Venture capitalists are fundamentally re-evaluating their investment theses to adapt to the AI disruption, moving away from traditional SaaS heuristics toward new frameworks centered on defensibility and capital efficiency [1, 6]. Investors are now prioritizing companies whose competitive moats strengthen as underlying foundation models improve and become commoditized, a key diligence question for firms like Benchmark [1, 15, 28]. The investment focus is shifting from selling software tools to backing companies that replace labor or use AI to "own the outcome" in specific verticals with proprietary data and complex workflows [4, 13]. Some investors have adopted AI as a definitive filter, refusing to invest in companies that are not clear beneficiaries of the technological shift [12, 21, 29]. This has led to a significant reallocation of capital, with traditional software companies struggling to raise funds while AI-native startups receive heightened attention [16, 22]. The value is increasingly seen at the application layer, where startups create composite systems from multiple models, rather than in the foundational models themselves [10, 24].

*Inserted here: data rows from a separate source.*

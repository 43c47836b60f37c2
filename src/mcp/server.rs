//! MCP server reading JSON-RPC 2.0 messages from stdin and writing
//! responses to stdout, one message per line.
//!
//! Completed run results are kept in an append-only in-process store
//! keyed by generated run id, so clients can retrieve them later.

use std::sync::atomic::{AtomicU64, Ordering};

use serde_json::{json, Value};
use tokio::io::{AsyncBufReadExt, AsyncWriteExt, BufReader};
use tracing::error;

use crate::errors::Result;

use super::tools::{get_tool_definitions, handle_tool_call, RunStore};
use super::transport::{ErrorCode, JsonRpcRequest, JsonRpcResponse};

/// The MCP server. One instance per process lifetime.
pub struct McpServer {
    runs: RunStore,
    total_requests: AtomicU64,
    errors: AtomicU64,
}

impl McpServer {
    pub fn new() -> Self {
        Self {
            runs: RunStore::new(),
            total_requests: AtomicU64::new(0),
            errors: AtomicU64::new(0),
        }
    }

    /// Runs until stdin is closed.
    pub async fn run(&self) -> Result<()> {
        let stdin = tokio::io::stdin();
        let mut stdout = tokio::io::stdout();
        let reader = BufReader::new(stdin);
        let mut lines = reader.lines();

        while let Ok(Some(line)) = lines.next_line().await {
            let line = line.trim().to_string();
            if line.is_empty() {
                continue;
            }

            let parsed: std::result::Result<JsonRpcRequest, _> = serde_json::from_str(&line);
            let response = match parsed {
                Ok(request) => self.handle_request(&request),
                Err(e) => Some(JsonRpcResponse::error(
                    Value::Null,
                    ErrorCode::ParseError,
                    format!("failed to parse JSON-RPC request: {}", e),
                )),
            };

            if let Some(resp) = response {
                let json_line = match serde_json::to_string(&resp) {
                    Ok(s) => s,
                    Err(e) => {
                        error!("failed to serialize response: {}", e);
                        continue;
                    }
                };
                let output = format!("{}\n", json_line);
                if let Err(e) = stdout.write_all(output.as_bytes()).await {
                    error!("failed to write response: {}", e);
                    break;
                }
                if let Err(e) = stdout.flush().await {
                    error!("failed to flush stdout: {}", e);
                    break;
                }
            }
        }

        Ok(())
    }

    /// Dispatches one request. Returns `None` for notifications.
    fn handle_request(&self, request: &JsonRpcRequest) -> Option<JsonRpcResponse> {
        self.total_requests.fetch_add(1, Ordering::Relaxed);
        let id = request.id.clone();

        let result = match request.method.as_str() {
            "initialize" => Some(self.handle_initialize(id)),
            "initialized" | "notifications/initialized" => None,
            "tools/list" => Some(self.handle_tools_list(id)),
            "tools/call" => Some(self.handle_tools_call(id, &request.params)),
            "ping" => Some(JsonRpcResponse::success(id, json!({}))),
            _ => Some(JsonRpcResponse::error(
                id,
                ErrorCode::MethodNotFound,
                format!("method not found: {}", request.method),
            )),
        };

        if let Some(ref resp) = result {
            if resp.error.is_some() {
                self.errors.fetch_add(1, Ordering::Relaxed);
            }
        }

        result
    }

    fn handle_initialize(&self, id: Value) -> JsonRpcResponse {
        JsonRpcResponse::success(
            id,
            json!({
                "protocolVersion": "2024-11-05",
                "capabilities": {
                    "tools": {}
                },
                "serverInfo": {
                    "name": "putgraph",
                    "version": env!("CARGO_PKG_VERSION")
                }
            }),
        )
    }

    fn handle_tools_list(&self, id: Value) -> JsonRpcResponse {
        let tools = get_tool_definitions();
        JsonRpcResponse::success(id, json!({ "tools": tools }))
    }

    fn handle_tools_call(&self, id: Value, params: &Option<Value>) -> JsonRpcResponse {
        let Some(params) = params else {
            return JsonRpcResponse::error(
                id,
                ErrorCode::InvalidParams,
                "missing params for tools/call".to_string(),
            );
        };
        let Some(tool_name) = params.get("name").and_then(|v| v.as_str()) else {
            return JsonRpcResponse::error(
                id,
                ErrorCode::InvalidParams,
                "missing 'name' in tools/call params".to_string(),
            );
        };
        let arguments = params.get("arguments").cloned().unwrap_or(json!({}));

        match handle_tool_call(tool_name, &arguments, &self.runs) {
            Ok(text) => JsonRpcResponse::success(
                id,
                json!({
                    "content": [{ "type": "text", "text": text }]
                }),
            ),
            Err(e) => JsonRpcResponse::error(
                id,
                ErrorCode::InternalError,
                format!("tool execution failed: {}", e),
            ),
        }
    }
}

impl Default for McpServer {
    fn default() -> Self {
        Self::new()
    }
}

A central tension exists among investors regarding whether incumbents or startups will be the primary beneficiaries of the AI wave. One perspective holds that established companies are best positioned to win by leveraging AI to enhance productivity and capitalize on existing distribution networks and data advantages [2, 11]. Proponents of this view are selectively buying publicly traded software stocks at low valuations, betting on their ability to adapt and arguing that defensible "systems of record" like ERPs and CRMs will endure [25, 27]. Conversely, other prominent VCs view AI as a new computing platform on par with the internet, predicting it will generate an unprecedented number of new billion-dollar companies . This camp believes the biggest winners will be today's startups, drawing parallels to the emergence of Google and Amazon after the dot-com bubble, and that incumbents will be forced into a wave of M&A to acquire AI capabilities and remain competitive [10, 30].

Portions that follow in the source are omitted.